I don't have the EOS M arrived in mail yet, so I just assumed I may need to "butcher". 



marsfoto said:


> Is there any good LCD protector for EOS M ?



I use Zagg Invisible shield on all my electronics. They can be 15-20$ depending on what they are for. For EOS M, I ordered a screen protector made for an older model Samsung smartphone, with 4 inch screen. I will just trim it to fit to EOS M screen. Why am I doing that? Because it's now just $2.

http://www.amazon.com/gp/offer-listing/B004J8YZ0A/ref=dp_olp_new?ie=UTF8&condition=new


----------



## TAF (Jul 10, 2013)

My "M" arrived today, and as I sit here waiting for the battery to charge, I can't help but think that this is the camera that could fit in a shoulder holster...

It's smaller than a PPK (albeit a little thicker)...Bond, James Bond.


----------



## Phenix205 (Jul 10, 2013)

I bought a dashpoint 20 from my local Bestbuy, only $4.99 (apparently they were clearing the inventory).

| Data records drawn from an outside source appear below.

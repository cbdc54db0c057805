use thiserror::Error;

#[derive(Debug, Error)]
#[non_exhaustive]
pub enum StoreError {
    #[error("invalid file name {0:?}")]
    InvalidName(String),
    #[error("file {0} already exists")]
    AlreadyExists(String),
    #[error("maximum file limit reached")]
    DirectoryFull,
    #[error("file {0} does not exist")]
    NotFound(String),
    #[error("not enough free blocks ({required} required, {free} free)")]
    InsufficientSpace { required: usize, free: usize },
    #[error("backing region too small ({required} bytes required, {actual} given)")]
    VolumeTooSmall { required: u64, actual: u64 },
    #[error("volume I/O failed: {0}")]
    Io(#[from] std::io::Error),
}

pub type Result<T> = core::result::Result<T, StoreError>;
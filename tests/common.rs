//! Common utilities for tests

use std::io;
use std::sync::{Arc, Mutex};

use chainfs::Volume;

pub const ORANGE: &str = "\x1b[38;5;214m";
pub const RESET: &str = "\x1b[0m";

/// Provides a macro for logging messages during tests.
/// e.g. log!("placeholder") -> println!("[test] placeholder");
#[macro_export]
macro_rules! log {
    ($msg:expr) => {
        println!("{}[test] {}{}", crate::common::ORANGE, $msg, crate::common::RESET)
    };
    ($msg:expr, $($arg:tt)*) => {
        println!("{}[test] {}{}", crate::common::ORANGE, format!($msg, $($arg)*), crate::common::RESET)
    };
}

/// In-memory volume. Clones share the same buffer, so dropping a store
/// and opening a second one over a clone behaves like reopening a disk.
#[derive(Clone, Debug)]
pub struct RamVolume {
    inner: Arc<Mutex<Vec<u8>>>,
}

impl RamVolume {
    /// Starts empty (length 0); the store sizes it on first open.
    pub fn new() -> Self {
        RamVolume {
            inner: Arc::new(Mutex::new(Vec::new())),
        }
    }

    /// Raw copy of the whole region, for inspecting on-disk state.
    pub fn image(&self) -> Vec<u8> {
        self.inner.lock().unwrap().clone()
    }
}

impl Volume for RamVolume {
    fn len(&self) -> io::Result<u64> {
        Ok(self.inner.lock().unwrap().len() as u64)
    }

    fn set_len(&self, len: u64) -> io::Result<()> {
        self.inner.lock().unwrap().resize(len as usize, 0);
        Ok(())
    }

    fn read_at(&self, offset: u64, buf: &mut [u8]) -> io::Result<()> {
        let data = self.inner.lock().unwrap();
        let start = offset as usize;
        let end = start + buf.len();
        if end > data.len() {
            return Err(io::Error::new(io::ErrorKind::UnexpectedEof, "read past end"));
        }
        buf.copy_from_slice(&data[start..end]);
        Ok(())
    }

    fn write_at(&self, offset: u64, buf: &[u8]) -> io::Result<()> {
        let mut data = self.inner.lock().unwrap();
        let start = offset as usize;
        let end = start + buf.len();
        if end > data.len() {
            return Err(io::Error::new(io::ErrorKind::WriteZero, "write past end"));
        }
        data[start..end].copy_from_slice(buf);
        Ok(())
    }

    fn flush(&self) -> io::Result<()> {
        // In a RAM volume, flushing is a no-op since data is already in memory.
        Ok(())
    }
}
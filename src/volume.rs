use std::fs::{File, OpenOptions};
use std::io::{self, Read, Seek, SeekFrom, Write};
use std::path::Path;
use std::sync::{Mutex, PoisonError};

/// Abstraction over the fixed-length backing byte region.
///
/// Methods take `&self`; implementations handle their own interior
/// synchronization. The store owns its volume exclusively and funnels
/// every access through its table lock, so contention here is nil.
pub trait Volume: Send + Sync {
    /// Returns the current length of the region in bytes.
    fn len(&self) -> io::Result<u64>;

    /// Resizes the region. Only called once, when an empty region is
    /// first formatted.
    fn set_len(&self, len: u64) -> io::Result<()>;

    /// Reads exactly `buf.len()` bytes starting at `offset`.
    fn read_at(&self, offset: u64, buf: &mut [u8]) -> io::Result<()>;

    /// Writes all of `buf` starting at `offset`.
    fn write_at(&self, offset: u64, buf: &[u8]) -> io::Result<()>;

    /// Flushes any buffered writes to stable storage.
    fn flush(&self) -> io::Result<()>;
}

/// Production volume backed by a regular file, opened once and shared.
pub struct FileVolume {
    file: Mutex<File>,
}

impl FileVolume {
    /// Opens `path` read-write, creating the file if it does not exist.
    /// A freshly created file has length 0 until the store formats it.
    pub fn open<P: AsRef<Path>>(path: P) -> io::Result<Self> {
        let file = OpenOptions::new()
            .read(true)
            .write(true)
            .create(true)
            .truncate(false)
            .open(path)?;
        Ok(FileVolume {
            file: Mutex::new(file),
        })
    }

    fn lock(&self) -> std::sync::MutexGuard<'_, File> {
        self.file.lock().unwrap_or_else(PoisonError::into_inner)
    }
}

impl Volume for FileVolume {
    fn len(&self) -> io::Result<u64> {
        Ok(self.lock().metadata()?.len())
    }

    fn set_len(&self, len: u64) -> io::Result<()> {
        self.lock().set_len(len)
    }

    fn read_at(&self, offset: u64, buf: &mut [u8]) -> io::Result<()> {
        let mut file = self.lock();
        file.seek(SeekFrom::Start(offset))?;
        file.read_exact(buf)
    }

    fn write_at(&self, offset: u64, buf: &[u8]) -> io::Result<()> {
        let mut file = self.lock();
        file.seek(SeekFrom::Start(offset))?;
        file.write_all(buf)
    }

    fn flush(&self) -> io::Result<()> {
        self.lock().sync_all()
    }
}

The M22 fits perfectly in it. I too am looking for a wrist strap.


----------



## play (Jul 10, 2013)

http://www.wotancraft.com/products/bags/eastwood/bch001-hektor.htm

Something like this would be nice...with price in 2 digits.


----------



## Zv (Jul 10, 2013)

play said:


> schill said:
> 
> 
> > play said:
> ...



Note - the manual states that a screen protector is not recommended as it may impair touchscreen sensitivity. Also the screen doesn't show finger prints and grime as much as other touchscreens like the iphone.


----------



## AudioGlenn (Jul 10, 2013)

Mine came today. I think I'll be carrying this one around my neck. It's so tiny compared to my mk3!


----------



## schill (Jul 10, 2013)

play said:


> schill said:
> 
> 
> > play said:
> ...



It's very easy.


----------



## spinworkxroy (Jul 10, 2013)

The proprietary lug that Canon give is OK. You can remove the original strap from the lug very easily..took me about 10 secs to remove each end…
I then bought a Paul Frank camera neck strap and i attached that to the lug..all in all..took me under 5mins to get it done.


----------



## play (Jul 11, 2013)

Got the M in mail today and yes it was easy to take apart the lug. 

The camera is heavier than I expected. But not heavier than other mirrorless cameras I used. The dimensions are deceiving. I'm thinking about getting some sort of shoulder strap/sling strap(bit overkill) along with a hefty wrist strap.


----------



## fugu (Jul 11, 2013)

I did some reading, and the small Peak Design plate doesn't allow you to open the battery door unless you cut off the loop on that side. 

https://www.facebook.com/photo.php?fbid=10151514547533586&set=o.139503232777324&type=1

https://www.facebook.com/photo.php?fbid=10151519286053586&set=o.139503232777324&type=1

My camera came in, and I think I definitely want a hand strap.


----------



## tcmatthews (Jul 11, 2013)

I will be keeping my EOS-M stored in an old Targus case that held my old now broken P&S. It holds the M well and has enough room for a spare battery and the charger. This will be thrown in my work backpack and taken everywhere that goes. My Nex does not fit in this bag and had been just thrown in the top pocket of my backpack with all my pens, mic, earplug and stuff. I was always worried that the Nex would get messed up somehow. 

Aside from that bag I am thinking of getting some kind of wrist strap. That can be used with the EOS-M or my Nex6. 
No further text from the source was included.